Health officials in New York City are right. The typical bodega in the city's poorer neighborhoods is not brimming with healthy foods, and the residents who rely on these stores suffer for it. The unhappy results are higher rates of obesity, diabetes, and heart disease among poor New Yorkers.

Thus the city is enlisting bodegas in central Brooklyn, the South Bronx, and Harlem (where obesity rates exceed the city average) to encourage the sale of low-fat milk. Participating bodegas offer discounts on low-fat milk and tout its benefits. 'Moooove to 1 percent milk,' say the T-shirts worn by workers at El Barrio Superette in Harlem.

And it doesn't stop there. Earlier this month, city education officials announced that they had decided to remove whole milk from public school cafeterias.

Unfortunately, city officials have identified the wrong culprit in our health woes. Whole milk is one of the best foods in the average corner shop-and a vital part of a nutritious diet for public school children, who may not eat well at home.

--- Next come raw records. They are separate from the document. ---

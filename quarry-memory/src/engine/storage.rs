use anyhow::{Result, bail};
use quarry_core::Value;
use std::collections::HashMap;

/// Storage class of a column, the file family's four affinities.
#[derive(Debug, Clone, Copy, PartialEq, Eq)]
pub enum StorageClass {
    Integer,
    Real,
    Text,
    Blob,
}

impl StorageClass {
    pub fn name(&self) -> &'static str {
        match self {
            StorageClass::Integer => "INTEGER",
            StorageClass::Real => "REAL",
            StorageClass::Text => "TEXT",
            StorageClass::Blob => "BLOB",
        }
    }
}

/// Whole database state. Cloning snapshots every table, which is what
/// transactions roll back to.
#[derive(Debug, Clone, Default)]
pub struct Database {
    pub tables: HashMap<String, TableData>,
}

#[derive(Debug, Clone)]
pub struct TableData {
    pub name: String,
    pub columns: Vec<ColumnMeta>,
    pub rows: Vec<Box<[Value]>>,
    pub next_rowid: i64,
}

#[derive(Debug, Clone)]
pub struct ColumnMeta {
    pub name: String,
    pub ty: StorageClass,
    pub not_null: bool,
    pub primary_key: bool,
    pub auto_increment: bool,
    pub default: Option<Value>,
}

impl TableData {
    pub fn column_index(&self, name: &str) -> Option<usize> {
        self.columns.iter().position(|c| c.name == name)
    }

    pub fn labels(&self) -> Vec<String> {
        self.columns.iter().map(|c| c.name.clone()).collect()
    }
}

/// Coerce an incoming cell into its column's storage class. NULL passes
/// through untouched; a value the class cannot hold is a datatype error.
pub fn normalize(class: StorageClass, value: Value) -> Result<Value> {
    if value.is_null() {
        return Ok(Value::Null);
    }
    Ok(match (class, value) {
        (StorageClass::Integer, Value::Boolean(Some(v))) => Value::Int64(Some(v as i64)),
        (StorageClass::Integer, Value::Int16(Some(v))) => Value::Int64(Some(v as i64)),
        (StorageClass::Integer, Value::Int32(Some(v))) => Value::Int64(Some(v as i64)),
        (StorageClass::Integer, v @ Value::Int64(..)) => v,
        (StorageClass::Real, Value::Int16(Some(v))) => Value::Float64(Some(v as f64)),
        (StorageClass::Real, Value::Int32(Some(v))) => Value::Float64(Some(v as f64)),
        (StorageClass::Real, Value::Int64(Some(v))) => Value::Float64(Some(v as f64)),
        (StorageClass::Real, v @ Value::Float64(..)) => v,
        (StorageClass::Text, v @ Value::Varchar(..)) => v,
        (StorageClass::Blob, v @ Value::Blob(..)) => v,
        (class, value) => bail!(
            "datatype mismatch: cannot store {} in a {} column",
            value.type_name(),
            class.name(),
        ),
    })
}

Whole milk is what is called a complete food, because each ingredient plays its part. Without the fat, you can't digest the protein or absorb the calcium. The body needs saturated fat in particular (monounsaturated and polyunsaturated fat can't do the job) to take in the calcium that makes bones strong. Milk fat also contains glycosphingolipids, which are fats that encourage cell metabolism and growth and fight gastrointestinal infections.

The all-important vitamins A and D are found in the fat. Historically, whole milk and butter were the best sources of these vitamins in the American diet, which had up to 10 times more of both vitamins than modern industrial diets.

In skim and low-fat milk, the vitamins are removed along with the fat, so dairies add synthetic A and D. But Vitamins A and D are fat-soluble; that means they cannot be absorbed into the body unless they're taken in with fat. Thus, even fortified skim and low-fat milk are not nearly as beneficial as the real thing.

What about recommendations that we should drink low-fat milk to prevent heart disease? A federal study released last week, the largest study of its kind, found that low-fat diets do not prevent heart disease.

Instead, scientists are increasingly finding that whole milk and saturated fats have been given an undeserved bad rap. Many experts say the evidence blaming saturated fats for heart disease is surprisingly weak. Indeed, the main effect of eating saturated fats is to raise high-density lipoproteins, or H.D.L., the so-called good cholesterol. And with H.D.L., the higher, the better. In 2005, researchers from Llandough Hospital in Cardiff, Wales, released a study of Welsh men over 20 years that found that subjects who drank the most milk (both whole and low fat) had a lower risk of heart disease than those who drank the least. ' The present perception of milk as harmful in increasing cardiovascular risk should be challenged,' the researchers concluded.

Nor does whole milk cause diabetes. Diana Schwarzbein, a doctor in California who specializes is endocrine and metabolic diseases, found that Type 2 diabetics got worse on the recommended low-fat, low-saturated-fat, high- carbohydrate diet.

Whole milk doesn't make you fat. The main dietary causes of obesity are white flour and sugar. Sugar is stored in the body as fat. Even white bread provides a big shot of glucose-just like a sugary soda. In fact, the calcium in dairy foods enhances weight loss and reduces blood pressure (the calcium in tablets doesn't have same effect). For most children, the best source of calcium is milk.

The health commissioner is right to discourage New York City restaurateurs from using trans fats, which lower H.D.L.; raise low-density lipoprotein, or L.D.L., the so-called bad cholesterol; and promote obesity and diabetes. The excess of omega-6 fats in corn, soybean, safflower and other seed oils, combined with a lack of omega-3 fats (which come from fish), lead to obesity, diabetes and heart disease.

What New Yorkers need is a citywide campaign to shun foods loaded with white flour, sugar, corn syrup, corn oil and trans fats. Banning the sale of soda in public schools, as Connecticut plans, would be smarter than banning whole milk.

Meanwhile, if a bodega is your only option and you want to eat well, buy canned fish, beans, eggs, and whole milk. That's what the health commissioner should encourage New Yorkers-rich and poor-to take home for dinner.